2-15
明かされる真実
「それにしても、よくワシの居所が分かったなあしかし。」
ノストラは感心する様に言った。
「バレンティノ相手にあんだけ派手にやり合ったんだ。そりゃ気がつくぜ?バレラルクにはウチのスパイが山ほど入り込んでるからなあ。下らねえお喋りはこの辺にして、さっさとおっ始めようぜぇっ!」
エラルドは早く戦いたくてウズウズしていた。
そして、勢いよくノストラに殴りかかった。
しかし、ノストラは突然うめき声を上げながら、両手で左胸をおさえながら膝からガクンと崩れ落ちてしまった。
「ああん!?」
エラルドは立ち止まり、拍子抜けたような声を出した。
「ノストラさん?」
心配したラベスタは、急いでノストラのもとへと駆け寄った。
「ぐっ…こんな時に…寄る年波は越えられんか…。」ノストラは苦しそうに言った。
エラルドは舌打ちをして、がっかりした表情を浮かべていた。
「体の衰えた老兵を殺すなんて仁義のねぇことしたくねえけどよ…そんな甘い事も言ってられねえな。
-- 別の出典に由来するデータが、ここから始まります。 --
use slotwise_core::{Capability, SlotwiseError};

fn is_timeout(e: &SlotwiseError) -> bool {
    matches!(
        e,
        SlotwiseError::ProviderTimeout { .. } | SlotwiseError::AllProvidersTimedOut { .. }
    )
}

/// Collapse a set of provider errors into a uniform `SlotwiseError` outcome.
///
/// Rules:
/// - If `attempted_any` is false → `Unsupported(capability)`.
/// - If all errors are timeouts → `AllProvidersTimedOut(capability)`.
/// - If `not_found_what` is `Some` and all errors are `NotFound` → `NotFound(what)`.
/// - A single remaining error is returned as is.
/// - Else → `AllProvidersFailed(errors)`.
pub fn collapse_errors(
    capability: Capability,
    attempted_any: bool,
    mut errors: Vec<SlotwiseError>,
    not_found_what: Option<String>,
) -> SlotwiseError {
    if !attempted_any {
        return SlotwiseError::unsupported(capability.to_string());
    }
    if !errors.is_empty() && errors.iter().all(is_timeout) {
        return SlotwiseError::AllProvidersTimedOut {
            capability: capability.to_string(),
        };
    }
    if let Some(what) = not_found_what
        && !errors.is_empty()
        && errors
            .iter()
            .all(|e| matches!(e, SlotwiseError::NotFound { .. }))
    {
        return SlotwiseError::not_found(what);
    }
    if errors.len() == 1 {
        return errors.remove(0);
    }
    SlotwiseError::AllProvidersFailed(errors)
}
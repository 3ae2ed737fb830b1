//! Configuration types shared across the pipeline, orchestrator and connectors.

use std::time::Duration;

use chrono_tz::Tz;
use serde::{Deserialize, Serialize};

use crate::capability::Capability;
use crate::error::SlotwiseError;
use crate::series::SeriesKey;

const WEIGHT_EPSILON: f64 = 1e-9;

/// How two or more series are merged onto the half-hour timeline.
#[derive(Debug, Clone, Copy, PartialEq, Eq, Default, Serialize, Deserialize)]
#[serde(tag = "kind", rename_all = "kebab-case")]
pub enum JoinPolicy {
    /// Average duplicates inside each slot, then keep slots present in every required series.
    #[default]
    BucketMean,
    /// Anchor on the primary series and attach the closest secondary observation
    /// whose raw timestamp is within `tolerance` of the slot start.
    NearestWithin {
        /// Largest accepted distance between slot start and observation.
        tolerance: Duration,
    },
}

impl JoinPolicy {
    /// Default matching tolerance for [`JoinPolicy::NearestWithin`].
    pub const DEFAULT_TOLERANCE: Duration = Duration::from_secs(15 * 60);

    /// Nearest-neighbour join with the default 15 minute tolerance.
    #[must_use]
    pub const fn nearest() -> Self {
        Self::NearestWithin {
            tolerance: Self::DEFAULT_TOLERANCE,
        }
    }
}

/// Weights of the cheapness index components. Must be non-negative and sum to 1.
#[derive(Debug, Clone, Copy, PartialEq, Serialize, Deserialize)]
pub struct CheapnessWeights {
    /// Weight of the normalized tariff rate.
    pub tariff: f64,
    /// Weight of the normalized system price.
    pub system: f64,
}

impl Default for CheapnessWeights {
    fn default() -> Self {
        Self {
            tariff: 0.5,
            system: 0.5,
        }
    }
}

impl CheapnessWeights {
    /// Check that weights are finite, non-negative and sum to one.
    ///
    /// # Errors
    /// Returns `InvalidArg` describing the offending weights.
    pub fn validate(&self) -> Result<(), SlotwiseError> {
        let all = [self.tariff, self.system];
        if all.iter().any(|w| !w.is_finite() || *w < 0.0) {
            return Err(SlotwiseError::InvalidArg(format!(
                "cheapness weights must be finite and non-negative: {self:?}"
            )));
        }
        let sum: f64 = all.iter().sum();
        if (sum - 1.0).abs() > WEIGHT_EPSILON {
            return Err(SlotwiseError::InvalidArg(format!(
                "cheapness weights must sum to 1, got {sum}"
            )));
        }
        Ok(())
    }
}

/// Weights of the preference penalty terms.
#[derive(Debug, Clone, Copy, PartialEq, Serialize, Deserialize)]
pub struct PreferenceWeights {
    /// Weight of the raw tariff rate (p/kWh).
    pub price: f64,
    /// Weight of cloud cover as a fraction.
    pub cloud: f64,
    /// Weight of `1 / (1 + wind)`.
    pub wind: f64,
    /// Weight of the solar bonus, subtracted from the penalty.
    pub solar: f64,
}

impl Default for PreferenceWeights {
    fn default() -> Self {
        Self {
            price: 0.6,
            cloud: 0.2,
            wind: 0.1,
            solar: 0.1,
        }
    }
}

/// Values substituted for missing weather inputs before weighting.
#[derive(Debug, Clone, Copy, PartialEq, Serialize, Deserialize)]
pub struct NeutralDefaults {
    /// Cloud cover percent.
    pub cloud_cover_pct: f64,
    /// Wind speed in m/s.
    pub wind_speed_ms: f64,
    /// Solar radiation in W/m².
    pub solar_radiation_wm2: f64,
}

impl Default for NeutralDefaults {
    fn default() -> Self {
        Self {
            cloud_cover_pct: 50.0,
            wind_speed_ms: 5.0,
            solar_radiation_wm2: 0.0,
        }
    }
}

/// Direction in which scores are "best".
#[derive(Debug, Clone, Copy, PartialEq, Eq, Serialize, Deserialize)]
#[serde(rename_all = "kebab-case")]
pub enum RankOrder {
    /// Lowest score first.
    Ascending,
    /// Highest score first.
    Descending,
}

/// Scoring strategy for a run.
#[derive(Debug, Clone, Copy, PartialEq, Serialize, Deserialize)]
#[serde(tag = "kind", rename_all = "kebab-case")]
pub enum ScoringMode {
    /// Bounded 0..=100 index from normalized tariff and system price. Higher is cheaper.
    Cheapness(CheapnessWeights),
    /// Unbounded penalty from tariff and weather. Lower is better.
    Preference {
        /// Term weights.
        weights: PreferenceWeights,
        /// Substitutes for missing weather values.
        defaults: NeutralDefaults,
    },
}

impl Default for ScoringMode {
    fn default() -> Self {
        Self::Cheapness(CheapnessWeights::default())
    }
}

impl ScoringMode {
    /// Preference mode with default weights and defaults.
    #[must_use]
    pub fn preference() -> Self {
        Self::Preference {
            weights: PreferenceWeights::default(),
            defaults: NeutralDefaults::default(),
        }
    }

    /// Short identifier for logs and output.
    #[must_use]
    pub const fn name(&self) -> &'static str {
        match self {
            Self::Cheapness(_) => "cheapness",
            Self::Preference { .. } => "preference",
        }
    }

    /// Which direction counts as "best" for this mode.
    #[must_use]
    pub const fn best_order(&self) -> RankOrder {
        match self {
            Self::Cheapness(_) => RankOrder::Descending,
            Self::Preference { .. } => RankOrder::Ascending,
        }
    }

    /// Series that must be present in every aligned row. The first is the primary.
    #[must_use]
    pub const fn required_series(&self) -> &'static [SeriesKey] {
        match self {
            Self::Cheapness(_) => &[SeriesKey::Tariff, SeriesKey::SystemPrice],
            Self::Preference { .. } => &[SeriesKey::Tariff],
        }
    }

    /// Series attached when available.
    #[must_use]
    pub const fn optional_series(&self) -> &'static [SeriesKey] {
        match self {
            Self::Cheapness(_) => &[],
            Self::Preference { .. } => &[
                SeriesKey::WindSpeed,
                SeriesKey::CloudCover,
                SeriesKey::SolarRadiation,
            ],
        }
    }

    /// Capabilities the orchestrator must fetch for this mode.
    #[must_use]
    pub const fn capabilities(&self) -> &'static [Capability] {
        match self {
            Self::Cheapness(_) => &[Capability::TariffRates, Capability::SystemPrices],
            Self::Preference { .. } => &[Capability::TariffRates, Capability::WeatherForecast],
        }
    }

    /// Validate mode parameters.
    ///
    /// # Errors
    /// Returns `InvalidArg` for invalid weights or non-finite defaults.
    pub fn validate(&self) -> Result<(), SlotwiseError> {
        match self {
            Self::Cheapness(w) => w.validate(),
            Self::Preference { weights, defaults } => {
                let values = [
                    weights.price,
                    weights.cloud,
                    weights.wind,
                    weights.solar,
                    defaults.cloud_cover_pct,
                    defaults.wind_speed_ms,
                    defaults.solar_radiation_wm2,
                ];
                if values.iter().any(|v| !v.is_finite()) {
                    return Err(SlotwiseError::InvalidArg(
                        "preference weights and defaults must be finite".into(),
                    ));
                }
                if defaults.wind_speed_ms < 0.0 {
                    return Err(SlotwiseError::InvalidArg(
                        "neutral wind speed must be non-negative".into(),
                    ));
                }
                Ok(())
            }
        }
    }
}

/// Local-hour predicate for "night" slots: `hour < morning_end || hour >= evening_start`.
#[derive(Debug, Clone, Copy, PartialEq, Eq, Serialize, Deserialize)]
pub struct NightHours {
    /// First local hour that is no longer night.
    pub morning_end: u32,
    /// First local hour that is night again.
    pub evening_start: u32,
    /// Zone the hour is evaluated in.
    pub tz: Tz,
}

impl Default for NightHours {
    fn default() -> Self {
        Self {
            morning_end: 8,
            evening_start: 20,
            tz: chrono_tz::Europe::London,
        }
    }
}

impl NightHours {
    /// True when `hour` (0..24, local) counts as night.
    #[must_use]
    pub const fn is_night_hour(&self, hour: u32) -> bool {
        hour < self.morning_end || hour >= self.evening_start
    }
}

/// Top-K selection settings.
#[derive(Debug, Clone, Copy, PartialEq, Eq, Serialize, Deserialize)]
pub struct RankConfig {
    /// Number of slots to select.
    pub k: usize,
    /// Night-slot predicate for the summary.
    pub night: NightHours,
}

impl Default for RankConfig {
    fn default() -> Self {
        Self {
            k: 12,
            night: NightHours::default(),
        }
    }
}

/// Settings of the pure computation.
#[derive(Debug, Clone, Copy, PartialEq, Default, Serialize, Deserialize)]
pub struct PipelineConfig {
    /// Alignment strategy.
    pub join: JoinPolicy,
    /// Scoring strategy.
    pub scoring: ScoringMode,
    /// Optional top-K ranking.
    pub ranking: Option<RankConfig>,
}

impl PipelineConfig {
    /// Validate every nested setting.
    ///
    /// # Errors
    /// Returns `InvalidArg` for zero `k`, zero tolerance, out-of-range night
    /// hours, or invalid scoring parameters.
    pub fn validate(&self) -> Result<(), SlotwiseError> {
        self.scoring.validate()?;
        if let JoinPolicy::NearestWithin { tolerance } = self.join
            && tolerance.is_zero()
        {
            return Err(SlotwiseError::InvalidArg(
                "nearest join tolerance must be positive".into(),
            ));
        }
        if let Some(rank) = &self.ranking {
            if rank.k == 0 {
                return Err(SlotwiseError::InvalidArg("top-k must be positive".into()));
            }
            if rank.night.morning_end > 24 || rank.night.evening_start > 24 {
                return Err(SlotwiseError::InvalidArg(
                    "night hours must be within 0..=24".into(),
                ));
            }
        }
        Ok(())
    }
}

/// Per-capability TTLs and capacity for the cache middleware.
#[derive(Debug, Clone, PartialEq, Eq, Serialize, Deserialize)]
pub struct CacheConfig {
    /// TTL applied when no per-capability override exists.
    pub default_ttl: Duration,
    /// Per-capability TTL overrides. A zero TTL disables caching for that capability.
    pub per_capability_ttl: Vec<(Capability, Duration)>,
    /// Maximum entries per capability cache.
    pub capacity: u64,
}

impl Default for CacheConfig {
    fn default() -> Self {
        Self {
            default_ttl: Duration::from_secs(5 * 60),
            per_capability_ttl: vec![
                // Tariff rates are published once a day.
                (Capability::TariffRates, Duration::from_secs(30 * 60)),
                (Capability::SystemPrices, Duration::from_secs(5 * 60)),
                (Capability::WeatherForecast, Duration::from_secs(15 * 60)),
            ],
            capacity: 256,
        }
    }
}

impl CacheConfig {
    /// Uniform TTL for every capability.
    #[must_use]
    pub fn uniform(ttl: Duration) -> Self {
        Self {
            default_ttl: ttl,
            per_capability_ttl: Vec::new(),
            ..Self::default()
        }
    }

    /// Effective TTL for `cap`; `None` when caching is disabled for it.
    #[must_use]
    pub fn ttl_for(&self, cap: Capability) -> Option<Duration> {
        let ttl = self
            .per_capability_ttl
            .iter()
            .find(|(c, _)| *c == cap)
            .map_or(self.default_ttl, |(_, ttl)| *ttl);
        (!ttl.is_zero()).then_some(ttl)
    }
}

/// Upstream endpoint used for grid system prices.
#[derive(Debug, Clone, Copy, PartialEq, Eq, Hash, Default, Serialize, Deserialize)]
#[serde(rename_all = "kebab-case")]
pub enum SystemPriceSource {
    /// Settlement system sell price per settlement period.
    #[default]
    SettlementSystemPrices,
    /// Market index price (APX mid price).
    MarketIndex,
}

/// Global configuration for the `Slotwise` orchestrator.
#[derive(Debug, Clone, PartialEq, Serialize, Deserialize)]
pub struct SlotwiseConfig {
    /// Pure computation settings.
    pub pipeline: PipelineConfig,
    /// Timeout for individual provider requests.
    pub provider_timeout: Duration,
    /// Optional deadline for the whole fetch phase of a run.
    pub request_timeout: Option<Duration>,
}

impl Default for SlotwiseConfig {
    fn default() -> Self {
        Self {
            pipeline: PipelineConfig::default(),
            provider_timeout: Duration::from_secs(15),
            request_timeout: None,
        }
    }
}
なんせあんたは裏切り者だからよ、ここで死んでもらうぜ?」
エラルドは酷薄な表情でノストラを見下ろしながらそう言った。
ラベスタは剣を抜き、注意深くエラルドを凝視している。
「ガッハッハッ、裏切るも何も…ワシはのう…イヴァンカに忠誠を誓ったことなど一度たりともないわい。」
ノストラは声を絞り出す様に言った。
「てめえ…その名を軽々しく口にしやがって…しかも呼び捨てかよ?食えねえジジイだぜ。」
エラルドは、ノストラの発言に対して強い反応を示し、動揺していた。
ラベスタはその隙をついて、エラルドに勢いよく斬りかかった。
ガキン、と大きな音が鳴り響いた。
何と、エラルドはラベスタの斬撃を腕で防御したのだ。
エラルドの腕は無傷。
「え?腕硬くない?」
ラベスタは何が起きたのか理解が追いつかず、思考が停止してしまった。
「オラァッ!魔法も使えねえ無能野郎が!このエラルド様に勝てると思うなよぉ!」
エラルドはラベスタの横腹を思い切り蹴り飛ばした。
ラベスタは吹き飛ばされ、あまりの激痛にしゃがみ込んだまま動けなくなってしまった。
「てめえ確か、ノヴァの相棒だろ?そんな腑抜けた斬り込みじゃあ俺の体には傷1つつけられねえぜ?」エラルドが言った。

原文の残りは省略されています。